El Rey Momo también formó parte del desfile de hace 17 años. / JOEL MARTÍNEZ
Todo una representación alejada de la propia crítica municipal-autonómica a la que estaban acostumbrados los vecinos, pero enraizada históricamente en varias zonas de Latinoamérica -como la capital del carnaval, Río de Janeiro-, Cádiz y hasta A Coruña, por ejemplo, donde el propio Momo se erige como estandarte de la alegría. En Málaga, incluso preparan unos bollos con diversos adornos festivaleros para esta época a los que han bautizado como 'momos'.
La figura del Meco había plasmado desde finales de los 90 al polémico 'multamóvil' de la Policía Local, el desastre natural del Presige y hasta aquel curso con los tres alcaldes: Corina Porro, Ventura Pérez Mariño y Lois Castrillo, entre otras personas y asuntos que por entonces preocupaban a la sociedad viguesa.

En 2009, se quemaron las figuras del rey y la reina del Entroido vigués. / Ricardo Grobas
La escenificación del 2009 partió del imaginario del concejal de Cultura Xesús López (BNG) durante el gobierno compartido con los socialistas, con Abel Caballero al frente como regidor. A pesar de los esfuerzos, no cuajó como se había previsto: ya en el 2010 se recuperó al Meco para expresar la indignación de parte del pueblo con el decreto del plurilingüismo.
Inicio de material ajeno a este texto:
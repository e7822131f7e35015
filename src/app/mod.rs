//! Application layer coordinating state, events, and actions.
//!
//! This module sits between the host (`main.rs`) and the roster/ui layers.
//!
//! # Architecture
//!
//! The application layer follows a unidirectional data flow pattern:
//!
//! ```text
//! Load result / Control event → Event → handle_event → State Mutation → Actions
//!                                                            ↓
//!                                                    render → #table-container
//! ```
//!
//! # Modules
//!
//! - [`actions`]: Side effect commands emitted by the event handler
//! - [`handler`]: Event processing logic and state transition coordinator
//! - [`state`]: Central application state container and view model computation
//! - [`controls`]: Control bindings from element ids to events
//! - [`session`]: Host loop that executes actions and renders
//!
//! # Example
//!
//! ```rust
//! use rosterview::app::{handle_event, AppState, Event};
//! use rosterview::roster::Criterion;
//! use rosterview::Theme;
//!
//! let mut state = AppState::new(Theme::default());
//! handle_event(&mut state, &Event::StudentsLoaded(vec![]))?;
//! let (render, _) = handle_event(&mut state, &Event::Sort(Criterion::Marks))?;
//! assert!(render);
//! # Ok::<(), rosterview::RosterError>(())
//! ```

pub mod actions;
pub mod controls;
pub mod handler;
pub mod session;
pub mod state;

pub use actions::Action;
pub use controls::{ActionId, Controller, Trigger, UiEvent};
pub use handler::{handle_event, Event};
pub use session::Session;
pub use state::{AppState, RosterView};
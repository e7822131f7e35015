//! Event handling and state transition logic.
//!
//! This module implements the event handler that processes the roster load
//! result and control events, translating them into state changes and action
//! sequences.
//!
//! # Architecture
//!
//! 1. Events arrive from the loader or from bound controls
//! 2. [`handle_event`] pattern-matches the event type
//! 3. State mutations occur via `AppState` methods
//! 4. Actions are collected and returned for execution, together with a flag
//!    telling the host whether the table container must be re-rendered
//!
//! # Example
//!
//! ```rust
//! use rosterview::app::{handle_event, Action, AppState, Event};
//! use rosterview::Theme;
//!
//! let mut state = AppState::new(Theme::default());
//! let (render, actions) = handle_event(&mut state, &Event::StudentsLoaded(vec![]))?;
//! assert!(render);
//! assert_eq!(actions, vec![Action::BindControls]);
//! # Ok::<(), rosterview::RosterError>(())
//! ```

use crate::app::{Action, AppState};
use crate::domain::error::Result;
use crate::domain::Student;
use crate::roster::Criterion;

/// Events produced by the loader or by the page controls.
#[derive(Debug, Clone, PartialEq)]
pub enum Event {
    /// The roster document loaded and decoded.
    StudentsLoaded(Vec<Student>),

    /// The roster could not be loaded.
    LoadFailed {
        /// Display form of the failure.
        error: String,
    },

    /// A sort control was activated.
    Sort(Criterion),

    /// The search term changed or the search button was pressed.
    Search(String),
}

/// Processes an event, mutates application state, and returns actions to execute.
///
/// The boolean is `true` when the table container must be re-rendered.
///
/// Control events that arrive before the roster is loaded are ignored, since
/// controls are only bound after a successful load. A second
/// `StudentsLoaded` is ignored as well: the roster is loaded exactly once.
///
/// # Errors
///
/// Currently infallible; the `Result` keeps the handler signature uniform with
/// the host's other fallible steps.
pub fn handle_event(state: &mut AppState, event: &Event) -> Result<(bool, Vec<Action>)> {
    let _span = tracing::debug_span!("handle_event", event_type = event_name(event)).entered();

    match event {
        Event::StudentsLoaded(students) => {
            if state.loaded {
                tracing::warn!(
                    student_count = students.len(),
                    "roster already loaded, ignoring reload"
                );
                return Ok((false, vec![]));
            }

            tracing::debug!(student_count = students.len(), "installing roster");
            state.load(students.clone());
            Ok((true, vec![Action::BindControls]))
        }
        Event::LoadFailed { error } => {
            Ok((false, vec![Action::ReportLoadFailure { error: error.clone() }]))
        }
        Event::Sort(criterion) => {
            if !state.loaded {
                tracing::debug!(criterion = %criterion, "sort before load, ignoring");
                return Ok((false, vec![]));
            }

            state.apply_sort(criterion.clone());
            Ok((true, vec![]))
        }
        Event::Search(term) => {
            if !state.loaded {
                tracing::debug!("search before load, ignoring");
                return Ok((false, vec![]));
            }

            state.apply_search(term);
            Ok((true, vec![]))
        }
    }
}

const fn event_name(event: &Event) -> &'static str {
    match event {
        Event::StudentsLoaded(_) => "students_loaded",
        Event::LoadFailed { .. } => "load_failed",
        Event::Sort(_) => "sort",
        Event::Search(_) => "search",
    }
}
Paulatinamente, tanto Momo -que participó en algunos desfiles- como Momiño y los reyes fueron perdiendo espacio hasta que en el 2014 se prescindió definitivamente de ellos.
El susodicho decreto fue instaurado por el gobierno de la Xunta de Galicia en 2009, ya en manos del Partido Popular de Alberto Núñez Feijóo tras vencer precisamente en la mencionada cita con las urnas, tras las cuales perdió el poder el bipartito PSOE-BNG. De este modo, se plasmó a otro rey, a Salomón, portando en su mano derecha un cuchillo con la palabra 'english' y sujetando con la izquierda a un bebé por una pierna con el término tatuado 'gallego', en la otra extremidad estaba escrito 'castellano' .
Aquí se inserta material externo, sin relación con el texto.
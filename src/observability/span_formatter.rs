//! OTLP JSON span formatter.
//!
//! Converts OpenTelemetry span data into OTLP (OpenTelemetry Protocol) JSON,
//! one complete `resourceSpans` document per exported batch.

use opentelemetry::trace::{Event, Link, SpanId, SpanKind, Status};
use opentelemetry::{KeyValue, Value};
use opentelemetry_sdk::export::trace::SpanData;
use opentelemetry_sdk::resource::Resource;
use serde_json::{json, Value as JsonValue};
use std::time::{Duration, SystemTime};

/// Formats batches of spans as OTLP JSON documents.
pub struct SpanFormatter {
    resource: Resource,
    scope_name: &'static str,
}

impl SpanFormatter {
    /// Creates a formatter that tags every batch with `resource` and reports
    /// spans under the instrumentation scope `scope_name`.
    pub const fn new(resource: Resource, scope_name: &'static str) -> Self {
        Self {
            resource,
            scope_name,
        }
    }

    /// Formats a batch as one OTLP JSON document.
    ///
    /// ```json
    /// {
    ///   "resourceSpans": [{
    ///     "resource": {"attributes": [{"key": "service.name", "value": {"stringValue": "rosterview"}}]},
    ///     "scopeSpans": [{"scope": {"name": "rosterview"}, "spans": [...]}]
    ///   }]
    /// }
    /// ```
    pub fn format_batch(&self, batch: &[SpanData]) -> JsonValue {
        let resource_attrs: Vec<JsonValue> = self
            .resource
            .iter()
            .map(|(k, v)| json!({ "key": k.to_string(), "value": Self::format_attribute_value(v) }))
            .collect();

        let spans: Vec<JsonValue> = batch.iter().map(Self::format_span).collect();

        json!({
            "resourceSpans": [{
                "resource": { "attributes": resource_attrs },
                "scopeSpans": [{
                    "scope": { "name": self.scope_name },
                    "spans": spans
                }]
            }]
        })
    }

    fn format_span(span: &SpanData) -> JsonValue {
        let (status_code, status_message) = Self::format_status(&span.status);
        let parent_span_id = if span.parent_span_id == SpanId::INVALID {
            String::new()
        } else {
            format!("{:016x}", span.parent_span_id)
        };

        json!({
            "traceId": format!("{:032x}", span.span_context.trace_id()),
            "spanId": format!("{:016x}", span.span_context.span_id()),
            "parentSpanId": parent_span_id,
            "name": span.name,
            "kind": Self::span_kind_to_int(&span.span_kind),
            "startTimeUnixNano": unix_nanos(span.start_time),
            "endTimeUnixNano": unix_nanos(span.end_time),
            "attributes": Self::format_attributes(&span.attributes),
            "events": Self::format_events(&span.events),
            "links": Self::format_links(&span.links),
            "status": { "code": status_code, "message": status_message },
        })
    }

    /// OTLP span kind codes: internal 1 through consumer 5.
    const fn span_kind_to_int(kind: &SpanKind) -> u8 {
        match kind {
            SpanKind::Internal => 1,
            SpanKind::Server => 2,
            SpanKind::Client => 3,
            SpanKind::Producer => 4,
            SpanKind::Consumer => 5,
        }
    }

    fn format_attributes(attributes: &[KeyValue]) -> Vec<JsonValue> {
        attributes
            .iter()
            .map(|kv| json!({ "key": kv.key.to_string(), "value": Self::format_attribute_value(&kv.value) }))
            .collect()
    }

    /// Maps attribute values to OTLP `AnyValue` JSON. Integers are strings,
    /// arrays fall back to their debug form.
    fn format_attribute_value(value: &Value) -> JsonValue {
        match value {
            Value::Bool(b) => json!({ "boolValue": b }),
            Value::I64(i) => json!({ "intValue": i.to_string() }),
            Value::F64(f) => json!({ "doubleValue": f }),
            Value::String(s) => json!({ "stringValue": s.to_string() }),
            Value::Array(_) => json!({ "stringValue": format!("{value:?}") }),
        }
    }

    fn format_events(events: &[Event]) -> Vec<JsonValue> {
        events
            .iter()
            .map(|event| {
                json!({
                    "timeUnixNano": unix_nanos(event.timestamp),
                    "name": event.name,
                    "attributes": Self::format_attributes(&event.attributes),
                })
            })
            .collect()
    }

    fn format_links(links: &[Link]) -> Vec<JsonValue> {
        links
            .iter()
            .map(|link| {
                json!({
                    "traceId": format!("{:032x}", link.span_context.trace_id()),
                    "spanId": format!("{:016x}", link.span_context.span_id()),
                    "attributes": Self::format_attributes(&link.attributes),
                })
            })
            .collect()
    }

    /// OTLP status as `(code, message)`: unset 0, ok 1, error 2.
    fn format_status(status: &Status) -> (u8, String) {
        match status {
            Status::Unset => (0, String::new()),
            Status::Ok => (1, String::new()),
            Status::Error { description } => (2, description.to_string()),
        }
    }
}

fn unix_nanos(time: SystemTime) -> String {
    time.duration_since(SystemTime::UNIX_EPOCH)
        .unwrap_or(Duration::ZERO)
        .as_nanos()
        .to_string()
}

impl std::fmt::Debug for SpanFormatter {
    fn fmt(&self, f: &mut std::fmt::Formatter<'_>) -> std::fmt::Result {
        f.debug_struct("SpanFormatter")
            .field("scope_name", &self.scope_name)
            .finish_non_exhaustive()
    }
}

#[cfg(test)]
mod tests {
    use super::*;

    #[test]
    fn test_empty_batch_carries_resource_and_scope() {
        let resource = Resource::new(vec![KeyValue::new("service.name", "rosterview")]);
        let doc = SpanFormatter::new(resource, "rosterview").format_batch(&[]);

        let resource_spans = &doc["resourceSpans"][0];
        assert_eq!(resource_spans["scopeSpans"][0]["scope"]["name"], "rosterview");
        assert_eq!(resource_spans["scopeSpans"][0]["spans"], json!([]));

        let attrs = resource_spans["resource"]["attributes"].as_array().unwrap();
        assert!(attrs.contains(&json!({
            "key": "service.name",
            "value": { "stringValue": "rosterview" }
        })));
    }

    #[test]
    fn test_attribute_values() {
        assert_eq!(
            SpanFormatter::format_attribute_value(&Value::I64(42)),
            json!({ "intValue": "42" })
        );
        assert_eq!(
            SpanFormatter::format_attribute_value(&Value::Bool(true)),
            json!({ "boolValue": true })
        );
    }

    #[test]
    fn test_status_codes() {
        assert_eq!(SpanFormatter::format_status(&Status::Unset), (0, String::new()));
        assert_eq!(
            SpanFormatter::format_status(&Status::error("load failed")),
            (2, "load failed".to_string())
        );
    }

    #[test]
    fn test_unix_nanos_before_epoch_is_zero() {
        let before = SystemTime::UNIX_EPOCH - Duration::from_secs(1);
        assert_eq!(unix_nanos(before), "0");
    }
}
Meco del Entroido en Vigo de 1999. / RICARDO GROBAS
La pugna por ser sede del Mundial del 2030
En el presente año, el Meco escogido por el Concello de Vigo y desvelado el pasado viernes ha sido el estadio de Balaídos con unas fotos de Abel Caballero por un lado y, por otro, de Alfonso Rueda y Rafael Louzán abrazándose como símbolo de la pugna política de la ciudad por ser sede del Mundial de fútbol 2030.
El campo del Celta ya había aparecido en el 2019 junto a las coloridas rampas, un ascensor vertical y el olivo de Vigo, una maqueta con la que el consistorio sacó músculo, al igual que hizo con la del 2020: el volcán de Coia, la 'Puerta del Atlántico' de Praza América, la noria y Dinoseto. En el 2023 y 2025, más de lo mismo con otras figuras de las novedades de la ciudad: el árbol de Navidad, el Halo y más escaleras mecánicas. El pasado año, como novedad, se sumó el Grinch, que pretendía acabar con la época navideña y acabó siendo calcinado.

Jose Lores / Edgar Melchor
Atrás quedan otras creaciones bastante más carnavalescas y de pura burla social, como la del 2011. '«'El Meco prende fuego a la banca'», tituló entonces FARO. Se trataba de un un cerdo con forma de hucha al estilo de las que repartía entonces Caixanova amenazado por un tiburón con la palabra 'banco' y dos buitres en lo alto encarnando los mercados financieros. El Meco del 2022 se le dedicó a la pandemia de covid, con un sanitario vacunando contra el virus; y el del 2024, a la crisis de los pélets en Galicia, con Alfonso Rueda en el foco.
Con anterioridad y con Caballero como alcalde, ganó protagonismo igualmente la crítica al Partido Popular, tanto a Feijóo como al entonces presidente del Gobierno Mariano Rajoy. Fueron sobradamente comentadas las miniaturas del antiguo Hospital Xeral y del Álvaro Cunqueiro por la deficiente gestión de la sanidad pública y por el precio del parquin del segundo. Tampoco faltó la reprobación al actual líder de los populares por el controvertido trasvase del río Verdugo a la presa de Eiras en 2018 en pleno contexto de sequía.